• [Aim of the exercise] Your job with the data below is to output exactly the lines from the one holding "pub fn with_service(config: Config, service: PasteService)" down to the one holding "Shared application state.", both included, and no others.
====== Exercise data
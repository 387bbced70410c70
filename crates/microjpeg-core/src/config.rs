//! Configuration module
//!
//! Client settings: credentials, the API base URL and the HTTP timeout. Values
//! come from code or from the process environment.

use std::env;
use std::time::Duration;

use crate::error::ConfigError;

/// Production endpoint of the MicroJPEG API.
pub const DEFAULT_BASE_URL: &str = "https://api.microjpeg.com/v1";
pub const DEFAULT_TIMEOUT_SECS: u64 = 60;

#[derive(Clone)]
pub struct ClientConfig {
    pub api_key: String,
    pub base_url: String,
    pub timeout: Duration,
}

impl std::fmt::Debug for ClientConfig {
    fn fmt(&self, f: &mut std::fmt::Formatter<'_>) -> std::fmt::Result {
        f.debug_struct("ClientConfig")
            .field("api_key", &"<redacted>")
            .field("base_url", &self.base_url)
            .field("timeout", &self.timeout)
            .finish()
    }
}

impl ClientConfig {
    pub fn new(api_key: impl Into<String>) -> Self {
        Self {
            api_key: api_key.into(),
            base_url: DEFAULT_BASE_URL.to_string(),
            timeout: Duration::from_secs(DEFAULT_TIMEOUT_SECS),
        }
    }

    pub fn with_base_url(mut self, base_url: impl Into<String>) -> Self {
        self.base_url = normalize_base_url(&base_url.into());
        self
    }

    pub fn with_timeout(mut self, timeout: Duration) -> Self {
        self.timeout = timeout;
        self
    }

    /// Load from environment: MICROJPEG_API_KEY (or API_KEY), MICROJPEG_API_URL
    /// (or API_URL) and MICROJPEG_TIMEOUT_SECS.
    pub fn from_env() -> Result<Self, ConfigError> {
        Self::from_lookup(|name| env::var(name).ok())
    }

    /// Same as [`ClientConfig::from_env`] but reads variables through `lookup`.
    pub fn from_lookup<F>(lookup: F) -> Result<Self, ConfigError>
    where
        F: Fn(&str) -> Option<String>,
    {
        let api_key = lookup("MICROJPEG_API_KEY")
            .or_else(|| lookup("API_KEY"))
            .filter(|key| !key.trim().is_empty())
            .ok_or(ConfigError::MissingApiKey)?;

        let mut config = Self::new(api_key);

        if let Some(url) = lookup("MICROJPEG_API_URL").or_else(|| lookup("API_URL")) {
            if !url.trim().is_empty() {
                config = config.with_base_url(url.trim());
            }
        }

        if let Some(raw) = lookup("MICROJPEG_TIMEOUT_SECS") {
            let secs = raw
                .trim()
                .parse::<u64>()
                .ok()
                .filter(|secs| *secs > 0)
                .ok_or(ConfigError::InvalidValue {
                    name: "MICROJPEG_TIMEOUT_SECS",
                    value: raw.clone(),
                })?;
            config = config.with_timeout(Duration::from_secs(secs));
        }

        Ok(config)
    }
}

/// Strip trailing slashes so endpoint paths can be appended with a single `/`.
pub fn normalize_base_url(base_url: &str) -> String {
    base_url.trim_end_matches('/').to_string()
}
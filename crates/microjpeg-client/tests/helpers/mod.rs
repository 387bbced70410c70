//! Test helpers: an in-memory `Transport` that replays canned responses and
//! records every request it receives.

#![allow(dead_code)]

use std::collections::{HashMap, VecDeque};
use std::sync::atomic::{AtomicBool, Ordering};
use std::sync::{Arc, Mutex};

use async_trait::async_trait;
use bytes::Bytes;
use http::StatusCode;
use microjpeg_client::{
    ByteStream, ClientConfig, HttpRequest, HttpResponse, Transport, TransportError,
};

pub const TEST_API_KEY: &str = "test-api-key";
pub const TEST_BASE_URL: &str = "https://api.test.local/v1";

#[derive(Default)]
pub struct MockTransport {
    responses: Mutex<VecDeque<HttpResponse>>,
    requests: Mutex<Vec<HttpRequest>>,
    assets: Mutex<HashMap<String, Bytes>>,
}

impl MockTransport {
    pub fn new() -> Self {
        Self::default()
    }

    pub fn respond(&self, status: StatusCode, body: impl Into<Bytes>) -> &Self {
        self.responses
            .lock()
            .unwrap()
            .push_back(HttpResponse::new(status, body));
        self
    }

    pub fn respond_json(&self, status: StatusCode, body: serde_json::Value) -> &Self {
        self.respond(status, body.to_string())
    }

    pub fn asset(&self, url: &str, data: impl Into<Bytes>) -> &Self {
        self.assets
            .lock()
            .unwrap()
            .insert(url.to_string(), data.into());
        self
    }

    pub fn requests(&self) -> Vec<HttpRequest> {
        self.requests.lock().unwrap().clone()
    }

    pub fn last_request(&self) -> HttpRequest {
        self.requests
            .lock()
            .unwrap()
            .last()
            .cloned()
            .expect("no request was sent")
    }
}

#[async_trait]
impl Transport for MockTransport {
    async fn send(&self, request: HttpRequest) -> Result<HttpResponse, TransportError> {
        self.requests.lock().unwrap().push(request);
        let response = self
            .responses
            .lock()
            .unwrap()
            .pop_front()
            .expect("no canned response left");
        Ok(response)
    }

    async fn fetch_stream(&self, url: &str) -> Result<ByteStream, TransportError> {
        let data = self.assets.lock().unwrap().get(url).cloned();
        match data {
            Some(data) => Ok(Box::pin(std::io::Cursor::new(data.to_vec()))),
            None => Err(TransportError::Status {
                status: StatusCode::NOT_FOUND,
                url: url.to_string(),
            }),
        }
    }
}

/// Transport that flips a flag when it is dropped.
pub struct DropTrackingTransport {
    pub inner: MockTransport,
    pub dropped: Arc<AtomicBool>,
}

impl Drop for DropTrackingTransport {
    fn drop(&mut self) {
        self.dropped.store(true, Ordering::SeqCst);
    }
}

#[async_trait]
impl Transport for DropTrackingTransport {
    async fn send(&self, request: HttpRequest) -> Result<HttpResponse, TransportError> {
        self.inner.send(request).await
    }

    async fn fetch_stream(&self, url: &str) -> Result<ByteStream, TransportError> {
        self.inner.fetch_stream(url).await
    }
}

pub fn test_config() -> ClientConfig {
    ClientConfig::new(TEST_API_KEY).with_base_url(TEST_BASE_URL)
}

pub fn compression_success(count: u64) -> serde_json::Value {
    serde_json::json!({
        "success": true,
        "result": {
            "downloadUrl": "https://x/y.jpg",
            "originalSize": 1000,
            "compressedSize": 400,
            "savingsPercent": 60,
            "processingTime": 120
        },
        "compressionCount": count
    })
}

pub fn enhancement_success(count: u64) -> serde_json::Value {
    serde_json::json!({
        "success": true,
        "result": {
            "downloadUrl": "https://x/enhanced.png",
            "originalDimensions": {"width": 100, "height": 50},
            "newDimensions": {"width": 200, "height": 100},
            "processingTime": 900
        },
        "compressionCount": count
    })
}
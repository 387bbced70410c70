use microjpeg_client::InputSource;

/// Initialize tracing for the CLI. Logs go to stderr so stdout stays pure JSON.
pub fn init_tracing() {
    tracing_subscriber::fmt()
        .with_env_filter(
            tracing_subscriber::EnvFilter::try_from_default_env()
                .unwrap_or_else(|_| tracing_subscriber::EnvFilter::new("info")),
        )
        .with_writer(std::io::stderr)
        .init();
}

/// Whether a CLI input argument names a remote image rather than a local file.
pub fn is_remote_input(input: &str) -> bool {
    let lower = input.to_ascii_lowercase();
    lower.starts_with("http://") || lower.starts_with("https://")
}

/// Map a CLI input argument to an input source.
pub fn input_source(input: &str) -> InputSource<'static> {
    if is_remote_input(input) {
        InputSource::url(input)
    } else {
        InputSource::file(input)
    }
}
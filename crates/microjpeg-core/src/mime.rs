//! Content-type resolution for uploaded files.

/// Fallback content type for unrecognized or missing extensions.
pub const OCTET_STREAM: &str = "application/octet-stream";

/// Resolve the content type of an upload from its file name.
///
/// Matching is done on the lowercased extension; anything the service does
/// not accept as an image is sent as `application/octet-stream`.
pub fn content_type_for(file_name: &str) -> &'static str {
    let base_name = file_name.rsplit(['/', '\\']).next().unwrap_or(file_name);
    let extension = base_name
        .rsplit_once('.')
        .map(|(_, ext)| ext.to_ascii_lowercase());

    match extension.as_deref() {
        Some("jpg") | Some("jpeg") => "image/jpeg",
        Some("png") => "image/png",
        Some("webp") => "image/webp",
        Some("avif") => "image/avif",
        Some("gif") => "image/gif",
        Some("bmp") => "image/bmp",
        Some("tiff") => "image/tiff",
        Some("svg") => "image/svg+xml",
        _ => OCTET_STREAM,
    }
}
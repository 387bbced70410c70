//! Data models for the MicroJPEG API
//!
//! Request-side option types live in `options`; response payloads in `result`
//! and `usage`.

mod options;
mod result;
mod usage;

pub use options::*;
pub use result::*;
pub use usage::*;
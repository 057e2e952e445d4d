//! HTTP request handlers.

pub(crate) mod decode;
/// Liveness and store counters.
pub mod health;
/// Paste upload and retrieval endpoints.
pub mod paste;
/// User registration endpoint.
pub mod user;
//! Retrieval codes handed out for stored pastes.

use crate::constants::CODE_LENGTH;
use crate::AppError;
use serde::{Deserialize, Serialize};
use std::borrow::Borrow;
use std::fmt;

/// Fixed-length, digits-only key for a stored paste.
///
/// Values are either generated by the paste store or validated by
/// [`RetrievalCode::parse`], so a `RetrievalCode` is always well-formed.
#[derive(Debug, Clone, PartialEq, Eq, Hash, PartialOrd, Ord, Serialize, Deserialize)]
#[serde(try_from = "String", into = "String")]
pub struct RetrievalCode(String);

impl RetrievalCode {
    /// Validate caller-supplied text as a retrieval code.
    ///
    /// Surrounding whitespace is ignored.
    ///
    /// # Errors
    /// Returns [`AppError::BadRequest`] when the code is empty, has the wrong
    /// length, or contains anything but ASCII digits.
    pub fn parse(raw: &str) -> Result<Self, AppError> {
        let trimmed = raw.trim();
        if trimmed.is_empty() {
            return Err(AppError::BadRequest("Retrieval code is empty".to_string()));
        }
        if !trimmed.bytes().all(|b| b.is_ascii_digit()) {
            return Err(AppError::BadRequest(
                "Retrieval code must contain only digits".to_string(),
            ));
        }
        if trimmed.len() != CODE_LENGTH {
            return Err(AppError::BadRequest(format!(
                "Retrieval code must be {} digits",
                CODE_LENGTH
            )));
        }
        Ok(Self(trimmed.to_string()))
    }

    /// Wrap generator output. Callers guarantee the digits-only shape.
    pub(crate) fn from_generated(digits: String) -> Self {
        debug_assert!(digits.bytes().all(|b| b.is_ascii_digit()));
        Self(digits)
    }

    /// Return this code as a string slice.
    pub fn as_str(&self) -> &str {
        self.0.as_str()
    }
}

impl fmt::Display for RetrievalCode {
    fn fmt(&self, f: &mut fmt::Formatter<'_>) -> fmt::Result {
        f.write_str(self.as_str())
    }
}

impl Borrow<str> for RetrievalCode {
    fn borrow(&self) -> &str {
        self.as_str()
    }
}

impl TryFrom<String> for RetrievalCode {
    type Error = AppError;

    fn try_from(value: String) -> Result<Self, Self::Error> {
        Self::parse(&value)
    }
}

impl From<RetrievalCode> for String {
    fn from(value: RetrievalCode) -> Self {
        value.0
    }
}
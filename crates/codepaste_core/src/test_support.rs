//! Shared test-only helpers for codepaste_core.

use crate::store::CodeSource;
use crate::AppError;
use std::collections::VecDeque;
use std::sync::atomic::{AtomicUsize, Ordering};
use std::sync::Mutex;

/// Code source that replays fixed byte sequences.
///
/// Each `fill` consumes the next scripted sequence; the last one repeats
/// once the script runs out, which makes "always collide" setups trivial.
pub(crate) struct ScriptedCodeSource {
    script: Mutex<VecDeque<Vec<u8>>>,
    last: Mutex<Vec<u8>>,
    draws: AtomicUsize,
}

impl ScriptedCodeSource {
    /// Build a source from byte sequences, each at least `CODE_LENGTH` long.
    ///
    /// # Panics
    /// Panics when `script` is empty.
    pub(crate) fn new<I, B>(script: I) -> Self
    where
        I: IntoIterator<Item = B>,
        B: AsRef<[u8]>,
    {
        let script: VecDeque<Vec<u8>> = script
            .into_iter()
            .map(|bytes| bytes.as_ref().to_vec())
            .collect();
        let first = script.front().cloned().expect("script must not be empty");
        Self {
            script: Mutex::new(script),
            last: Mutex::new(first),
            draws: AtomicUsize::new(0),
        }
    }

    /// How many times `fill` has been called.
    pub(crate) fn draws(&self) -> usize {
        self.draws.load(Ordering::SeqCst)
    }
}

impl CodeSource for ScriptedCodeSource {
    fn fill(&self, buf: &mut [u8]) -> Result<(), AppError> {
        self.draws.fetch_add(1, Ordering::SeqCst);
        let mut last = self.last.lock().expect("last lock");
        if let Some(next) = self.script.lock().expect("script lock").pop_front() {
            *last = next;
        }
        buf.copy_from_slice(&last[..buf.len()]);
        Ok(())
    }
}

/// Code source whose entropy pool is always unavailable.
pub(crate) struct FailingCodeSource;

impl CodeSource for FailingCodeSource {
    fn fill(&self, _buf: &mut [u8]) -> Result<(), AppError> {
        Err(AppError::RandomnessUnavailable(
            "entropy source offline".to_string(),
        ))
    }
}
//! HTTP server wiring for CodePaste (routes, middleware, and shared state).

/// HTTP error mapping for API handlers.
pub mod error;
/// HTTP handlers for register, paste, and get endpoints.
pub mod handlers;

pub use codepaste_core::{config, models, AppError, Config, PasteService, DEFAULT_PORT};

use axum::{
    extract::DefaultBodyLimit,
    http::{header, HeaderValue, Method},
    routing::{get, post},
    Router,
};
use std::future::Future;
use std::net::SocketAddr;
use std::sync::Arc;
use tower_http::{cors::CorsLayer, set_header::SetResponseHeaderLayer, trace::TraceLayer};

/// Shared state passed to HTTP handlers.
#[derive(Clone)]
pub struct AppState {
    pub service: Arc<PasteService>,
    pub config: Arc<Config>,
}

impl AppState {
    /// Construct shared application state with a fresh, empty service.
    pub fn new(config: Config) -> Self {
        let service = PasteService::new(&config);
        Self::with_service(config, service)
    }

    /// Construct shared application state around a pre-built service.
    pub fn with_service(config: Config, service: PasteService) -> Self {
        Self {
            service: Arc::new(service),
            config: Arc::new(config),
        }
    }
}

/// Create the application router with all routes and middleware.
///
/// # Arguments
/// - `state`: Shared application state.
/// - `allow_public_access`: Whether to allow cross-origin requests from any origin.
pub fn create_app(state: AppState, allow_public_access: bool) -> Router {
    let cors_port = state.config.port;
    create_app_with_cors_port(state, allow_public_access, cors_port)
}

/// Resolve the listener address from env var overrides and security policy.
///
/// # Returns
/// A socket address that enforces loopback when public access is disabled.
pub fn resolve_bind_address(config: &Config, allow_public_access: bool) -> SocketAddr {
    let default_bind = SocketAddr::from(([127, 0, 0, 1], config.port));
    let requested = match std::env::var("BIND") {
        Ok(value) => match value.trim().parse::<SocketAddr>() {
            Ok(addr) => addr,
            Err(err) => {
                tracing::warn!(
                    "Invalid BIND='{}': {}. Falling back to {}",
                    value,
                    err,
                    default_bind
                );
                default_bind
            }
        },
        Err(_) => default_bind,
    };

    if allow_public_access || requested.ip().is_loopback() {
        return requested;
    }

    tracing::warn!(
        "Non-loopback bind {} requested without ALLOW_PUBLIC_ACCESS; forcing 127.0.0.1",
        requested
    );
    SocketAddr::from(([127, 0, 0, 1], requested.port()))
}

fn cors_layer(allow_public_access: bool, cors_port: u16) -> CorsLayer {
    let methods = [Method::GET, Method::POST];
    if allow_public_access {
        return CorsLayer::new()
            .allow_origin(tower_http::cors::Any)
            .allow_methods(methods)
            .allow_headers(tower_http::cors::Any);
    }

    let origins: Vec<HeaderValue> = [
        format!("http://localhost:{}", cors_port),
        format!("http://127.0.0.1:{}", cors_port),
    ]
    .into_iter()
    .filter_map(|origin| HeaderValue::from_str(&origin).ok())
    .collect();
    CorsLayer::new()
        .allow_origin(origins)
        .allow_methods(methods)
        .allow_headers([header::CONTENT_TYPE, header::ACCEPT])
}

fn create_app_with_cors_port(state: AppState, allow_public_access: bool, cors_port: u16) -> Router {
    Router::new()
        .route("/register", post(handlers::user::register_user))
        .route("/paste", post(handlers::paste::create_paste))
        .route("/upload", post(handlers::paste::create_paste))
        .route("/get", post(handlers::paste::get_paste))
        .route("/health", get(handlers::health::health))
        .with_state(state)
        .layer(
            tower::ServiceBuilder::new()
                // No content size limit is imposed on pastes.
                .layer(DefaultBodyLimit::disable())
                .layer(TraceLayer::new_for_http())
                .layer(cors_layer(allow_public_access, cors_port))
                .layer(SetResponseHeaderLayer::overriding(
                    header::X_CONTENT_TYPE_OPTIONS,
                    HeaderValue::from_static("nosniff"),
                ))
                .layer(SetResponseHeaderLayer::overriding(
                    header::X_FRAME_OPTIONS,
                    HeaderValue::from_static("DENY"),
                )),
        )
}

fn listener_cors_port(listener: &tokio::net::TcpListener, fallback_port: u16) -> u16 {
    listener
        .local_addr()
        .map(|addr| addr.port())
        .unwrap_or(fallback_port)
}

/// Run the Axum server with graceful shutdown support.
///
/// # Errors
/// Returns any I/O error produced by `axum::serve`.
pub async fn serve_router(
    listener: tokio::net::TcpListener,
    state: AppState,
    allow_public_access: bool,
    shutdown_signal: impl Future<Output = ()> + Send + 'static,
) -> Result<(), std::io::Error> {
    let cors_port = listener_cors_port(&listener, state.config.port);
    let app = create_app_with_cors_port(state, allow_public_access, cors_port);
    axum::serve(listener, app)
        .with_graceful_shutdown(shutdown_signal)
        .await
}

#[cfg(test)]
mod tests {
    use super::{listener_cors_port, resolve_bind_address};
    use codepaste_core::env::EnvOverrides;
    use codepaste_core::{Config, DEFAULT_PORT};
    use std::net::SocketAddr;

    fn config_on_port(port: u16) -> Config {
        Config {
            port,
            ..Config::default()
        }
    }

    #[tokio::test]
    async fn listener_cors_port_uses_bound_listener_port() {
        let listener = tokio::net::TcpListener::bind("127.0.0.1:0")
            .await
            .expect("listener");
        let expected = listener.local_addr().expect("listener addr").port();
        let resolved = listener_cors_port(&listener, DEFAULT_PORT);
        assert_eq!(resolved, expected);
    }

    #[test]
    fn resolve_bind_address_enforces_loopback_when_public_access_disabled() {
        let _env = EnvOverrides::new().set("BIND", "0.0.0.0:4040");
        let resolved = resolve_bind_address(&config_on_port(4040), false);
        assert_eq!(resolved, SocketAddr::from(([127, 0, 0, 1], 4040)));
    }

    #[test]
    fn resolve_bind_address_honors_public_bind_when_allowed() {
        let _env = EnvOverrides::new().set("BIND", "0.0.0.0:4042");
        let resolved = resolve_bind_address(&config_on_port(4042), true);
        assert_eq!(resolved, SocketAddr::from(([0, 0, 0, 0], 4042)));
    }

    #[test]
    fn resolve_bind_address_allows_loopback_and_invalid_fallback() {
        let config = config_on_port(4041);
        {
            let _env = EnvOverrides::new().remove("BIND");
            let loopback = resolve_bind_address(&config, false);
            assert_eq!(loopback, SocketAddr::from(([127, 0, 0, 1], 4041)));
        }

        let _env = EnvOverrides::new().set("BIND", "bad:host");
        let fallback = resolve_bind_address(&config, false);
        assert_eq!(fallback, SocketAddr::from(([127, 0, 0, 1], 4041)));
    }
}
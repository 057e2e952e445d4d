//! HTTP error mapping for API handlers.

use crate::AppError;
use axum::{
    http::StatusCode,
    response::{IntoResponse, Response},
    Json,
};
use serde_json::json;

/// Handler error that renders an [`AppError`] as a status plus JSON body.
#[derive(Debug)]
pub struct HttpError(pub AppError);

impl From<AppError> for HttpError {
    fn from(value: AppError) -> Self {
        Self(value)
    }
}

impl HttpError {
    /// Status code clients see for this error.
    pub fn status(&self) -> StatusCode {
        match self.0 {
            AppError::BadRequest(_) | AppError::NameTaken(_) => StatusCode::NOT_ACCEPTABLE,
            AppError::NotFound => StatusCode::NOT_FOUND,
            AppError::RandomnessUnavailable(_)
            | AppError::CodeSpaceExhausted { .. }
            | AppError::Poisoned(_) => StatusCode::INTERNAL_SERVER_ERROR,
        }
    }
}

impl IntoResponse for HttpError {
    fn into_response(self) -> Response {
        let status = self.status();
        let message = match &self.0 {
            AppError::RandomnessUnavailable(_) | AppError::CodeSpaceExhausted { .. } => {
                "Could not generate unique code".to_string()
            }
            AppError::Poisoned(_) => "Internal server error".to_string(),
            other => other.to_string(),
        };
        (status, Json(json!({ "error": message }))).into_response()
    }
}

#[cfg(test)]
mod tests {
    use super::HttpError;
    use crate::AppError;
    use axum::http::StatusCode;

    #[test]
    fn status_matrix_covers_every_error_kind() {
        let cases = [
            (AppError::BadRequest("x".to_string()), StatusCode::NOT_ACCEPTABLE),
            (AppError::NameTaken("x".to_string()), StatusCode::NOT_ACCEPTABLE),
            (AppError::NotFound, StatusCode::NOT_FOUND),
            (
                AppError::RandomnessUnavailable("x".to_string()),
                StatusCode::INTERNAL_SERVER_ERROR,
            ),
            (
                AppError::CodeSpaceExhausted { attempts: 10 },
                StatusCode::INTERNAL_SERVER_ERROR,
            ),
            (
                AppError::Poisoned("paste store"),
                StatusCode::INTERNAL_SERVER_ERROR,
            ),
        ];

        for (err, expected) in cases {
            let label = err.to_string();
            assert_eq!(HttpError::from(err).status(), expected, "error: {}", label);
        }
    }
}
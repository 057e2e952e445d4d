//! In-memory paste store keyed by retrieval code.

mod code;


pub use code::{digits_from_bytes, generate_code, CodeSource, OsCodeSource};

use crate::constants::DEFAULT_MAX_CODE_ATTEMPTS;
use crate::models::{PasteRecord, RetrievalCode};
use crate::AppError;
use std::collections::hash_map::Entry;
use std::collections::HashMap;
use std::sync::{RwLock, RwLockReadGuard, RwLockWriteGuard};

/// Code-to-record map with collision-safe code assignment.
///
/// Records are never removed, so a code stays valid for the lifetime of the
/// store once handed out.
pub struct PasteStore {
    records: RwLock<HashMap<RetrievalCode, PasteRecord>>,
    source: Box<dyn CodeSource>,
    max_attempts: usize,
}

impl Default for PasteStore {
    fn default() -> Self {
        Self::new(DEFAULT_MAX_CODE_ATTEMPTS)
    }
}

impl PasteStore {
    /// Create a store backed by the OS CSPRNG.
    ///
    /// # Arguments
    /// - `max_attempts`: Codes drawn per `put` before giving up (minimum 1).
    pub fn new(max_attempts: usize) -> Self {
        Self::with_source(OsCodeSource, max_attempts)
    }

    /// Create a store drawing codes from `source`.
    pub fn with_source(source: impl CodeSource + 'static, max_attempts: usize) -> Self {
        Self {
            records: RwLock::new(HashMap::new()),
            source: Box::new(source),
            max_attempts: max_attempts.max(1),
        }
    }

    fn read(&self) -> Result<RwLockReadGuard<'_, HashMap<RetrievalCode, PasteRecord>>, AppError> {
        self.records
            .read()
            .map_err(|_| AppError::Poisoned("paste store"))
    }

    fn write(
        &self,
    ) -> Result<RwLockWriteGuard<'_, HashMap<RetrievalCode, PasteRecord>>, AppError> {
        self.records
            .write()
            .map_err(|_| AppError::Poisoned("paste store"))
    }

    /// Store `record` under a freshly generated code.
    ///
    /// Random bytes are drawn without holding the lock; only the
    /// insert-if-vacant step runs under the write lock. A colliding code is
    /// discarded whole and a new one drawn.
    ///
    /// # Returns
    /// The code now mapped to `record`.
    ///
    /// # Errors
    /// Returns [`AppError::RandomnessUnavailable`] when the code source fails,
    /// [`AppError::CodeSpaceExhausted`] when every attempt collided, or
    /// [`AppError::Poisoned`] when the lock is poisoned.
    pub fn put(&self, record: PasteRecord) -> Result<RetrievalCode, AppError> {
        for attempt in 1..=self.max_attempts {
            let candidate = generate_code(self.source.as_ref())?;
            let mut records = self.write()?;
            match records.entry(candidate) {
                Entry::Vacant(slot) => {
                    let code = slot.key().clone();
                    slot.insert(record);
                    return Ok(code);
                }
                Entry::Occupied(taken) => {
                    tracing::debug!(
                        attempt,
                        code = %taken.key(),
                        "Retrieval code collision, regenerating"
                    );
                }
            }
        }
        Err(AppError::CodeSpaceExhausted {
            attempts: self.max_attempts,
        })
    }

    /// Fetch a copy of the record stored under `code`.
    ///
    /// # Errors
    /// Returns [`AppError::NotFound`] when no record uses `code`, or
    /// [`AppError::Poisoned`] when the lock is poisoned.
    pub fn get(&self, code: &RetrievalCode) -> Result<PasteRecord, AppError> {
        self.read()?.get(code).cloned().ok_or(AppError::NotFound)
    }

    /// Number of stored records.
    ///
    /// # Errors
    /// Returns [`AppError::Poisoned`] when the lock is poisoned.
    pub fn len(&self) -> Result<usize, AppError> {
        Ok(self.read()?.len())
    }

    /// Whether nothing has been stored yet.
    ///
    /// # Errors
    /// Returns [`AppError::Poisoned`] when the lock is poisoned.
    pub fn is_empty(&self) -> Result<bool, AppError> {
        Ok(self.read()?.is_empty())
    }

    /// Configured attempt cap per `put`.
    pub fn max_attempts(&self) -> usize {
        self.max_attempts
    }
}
============
• [Final answer]
    pub fn with_service(config: Config, service: PasteService) -> Self {
        Self {
            service: Arc::new(service),
            config: Arc::new(config),
        }
    }
}

/// Create the application router with all routes and middleware.
///
/// # Arguments
/// - `state`: Shared application state.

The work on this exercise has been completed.